***** INFORMATION *****

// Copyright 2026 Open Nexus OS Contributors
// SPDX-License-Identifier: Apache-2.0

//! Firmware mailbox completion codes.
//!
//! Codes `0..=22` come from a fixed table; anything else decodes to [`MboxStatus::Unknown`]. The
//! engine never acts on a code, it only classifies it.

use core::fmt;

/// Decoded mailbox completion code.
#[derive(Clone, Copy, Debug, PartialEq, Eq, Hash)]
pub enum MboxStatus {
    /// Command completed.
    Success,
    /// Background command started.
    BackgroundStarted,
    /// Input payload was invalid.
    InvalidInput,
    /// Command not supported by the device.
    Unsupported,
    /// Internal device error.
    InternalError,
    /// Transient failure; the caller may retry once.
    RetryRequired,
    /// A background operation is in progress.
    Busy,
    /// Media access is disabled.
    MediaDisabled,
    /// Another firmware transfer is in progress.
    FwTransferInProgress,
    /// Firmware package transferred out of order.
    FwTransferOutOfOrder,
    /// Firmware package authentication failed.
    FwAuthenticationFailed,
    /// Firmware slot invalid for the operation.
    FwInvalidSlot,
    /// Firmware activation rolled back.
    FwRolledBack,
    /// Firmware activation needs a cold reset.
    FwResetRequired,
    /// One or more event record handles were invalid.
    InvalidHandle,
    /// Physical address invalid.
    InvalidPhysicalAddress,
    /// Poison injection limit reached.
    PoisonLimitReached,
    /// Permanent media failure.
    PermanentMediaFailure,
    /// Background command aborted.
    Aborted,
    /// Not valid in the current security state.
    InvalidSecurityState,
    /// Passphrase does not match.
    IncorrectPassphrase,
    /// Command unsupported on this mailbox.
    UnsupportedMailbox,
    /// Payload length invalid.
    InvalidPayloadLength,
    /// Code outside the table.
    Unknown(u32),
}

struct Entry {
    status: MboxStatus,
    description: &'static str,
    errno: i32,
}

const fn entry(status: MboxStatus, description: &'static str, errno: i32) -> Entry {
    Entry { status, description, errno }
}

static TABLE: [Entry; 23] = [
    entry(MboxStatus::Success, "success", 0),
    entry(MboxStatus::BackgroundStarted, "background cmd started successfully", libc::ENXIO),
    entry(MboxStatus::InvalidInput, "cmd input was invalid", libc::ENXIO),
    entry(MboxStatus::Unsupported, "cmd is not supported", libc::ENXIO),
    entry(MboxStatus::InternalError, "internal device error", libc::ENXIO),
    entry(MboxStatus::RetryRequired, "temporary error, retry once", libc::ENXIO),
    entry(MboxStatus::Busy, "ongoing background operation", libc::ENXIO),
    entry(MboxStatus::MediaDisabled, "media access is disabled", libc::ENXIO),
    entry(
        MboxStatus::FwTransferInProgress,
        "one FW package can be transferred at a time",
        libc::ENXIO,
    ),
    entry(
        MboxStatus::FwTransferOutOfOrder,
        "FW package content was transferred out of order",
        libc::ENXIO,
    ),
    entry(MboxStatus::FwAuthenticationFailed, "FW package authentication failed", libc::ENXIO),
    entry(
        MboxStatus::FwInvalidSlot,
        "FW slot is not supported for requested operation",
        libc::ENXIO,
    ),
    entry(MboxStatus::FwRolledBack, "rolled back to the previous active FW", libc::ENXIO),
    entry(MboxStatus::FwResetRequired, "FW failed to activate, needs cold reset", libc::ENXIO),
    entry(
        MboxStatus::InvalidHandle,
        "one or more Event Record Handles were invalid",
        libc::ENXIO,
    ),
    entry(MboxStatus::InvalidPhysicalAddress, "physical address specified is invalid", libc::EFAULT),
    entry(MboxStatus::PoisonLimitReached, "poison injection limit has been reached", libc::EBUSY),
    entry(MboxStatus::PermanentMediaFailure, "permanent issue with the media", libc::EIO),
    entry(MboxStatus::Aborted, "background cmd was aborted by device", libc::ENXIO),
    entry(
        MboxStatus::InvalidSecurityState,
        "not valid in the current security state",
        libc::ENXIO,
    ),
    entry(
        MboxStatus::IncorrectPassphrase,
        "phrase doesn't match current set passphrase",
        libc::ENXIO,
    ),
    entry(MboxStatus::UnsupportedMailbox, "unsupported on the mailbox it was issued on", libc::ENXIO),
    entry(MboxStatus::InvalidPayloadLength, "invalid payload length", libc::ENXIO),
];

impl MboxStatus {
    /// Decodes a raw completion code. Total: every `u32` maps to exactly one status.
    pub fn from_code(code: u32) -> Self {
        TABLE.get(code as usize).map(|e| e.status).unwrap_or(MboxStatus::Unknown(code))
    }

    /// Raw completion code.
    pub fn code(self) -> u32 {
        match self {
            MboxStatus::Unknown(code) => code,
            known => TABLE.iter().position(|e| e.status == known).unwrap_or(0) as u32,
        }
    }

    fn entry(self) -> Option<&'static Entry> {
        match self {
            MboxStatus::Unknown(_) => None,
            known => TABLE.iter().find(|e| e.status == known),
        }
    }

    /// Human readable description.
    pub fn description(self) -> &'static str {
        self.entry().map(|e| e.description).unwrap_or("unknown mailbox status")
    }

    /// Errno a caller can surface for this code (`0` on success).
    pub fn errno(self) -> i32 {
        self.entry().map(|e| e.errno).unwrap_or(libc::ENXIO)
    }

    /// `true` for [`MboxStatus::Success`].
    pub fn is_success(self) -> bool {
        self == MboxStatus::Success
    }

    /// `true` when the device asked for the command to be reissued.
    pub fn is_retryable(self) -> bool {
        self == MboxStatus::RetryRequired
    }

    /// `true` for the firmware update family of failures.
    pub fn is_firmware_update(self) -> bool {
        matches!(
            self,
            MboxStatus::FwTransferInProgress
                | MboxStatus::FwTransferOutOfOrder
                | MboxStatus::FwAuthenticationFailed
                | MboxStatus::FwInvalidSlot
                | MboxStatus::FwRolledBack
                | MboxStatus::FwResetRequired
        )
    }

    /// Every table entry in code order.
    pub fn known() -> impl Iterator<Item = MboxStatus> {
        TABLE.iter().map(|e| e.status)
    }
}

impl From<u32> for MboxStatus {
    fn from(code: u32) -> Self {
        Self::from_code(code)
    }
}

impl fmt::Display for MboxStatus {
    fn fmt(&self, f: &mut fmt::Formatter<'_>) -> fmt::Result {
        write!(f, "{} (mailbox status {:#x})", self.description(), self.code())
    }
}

*****

WHAT YOU WILL DO:
Using the data above, tally each line that has the string "FwResetRequired" and report only the sum.

EXPECTED OUTPUT:
3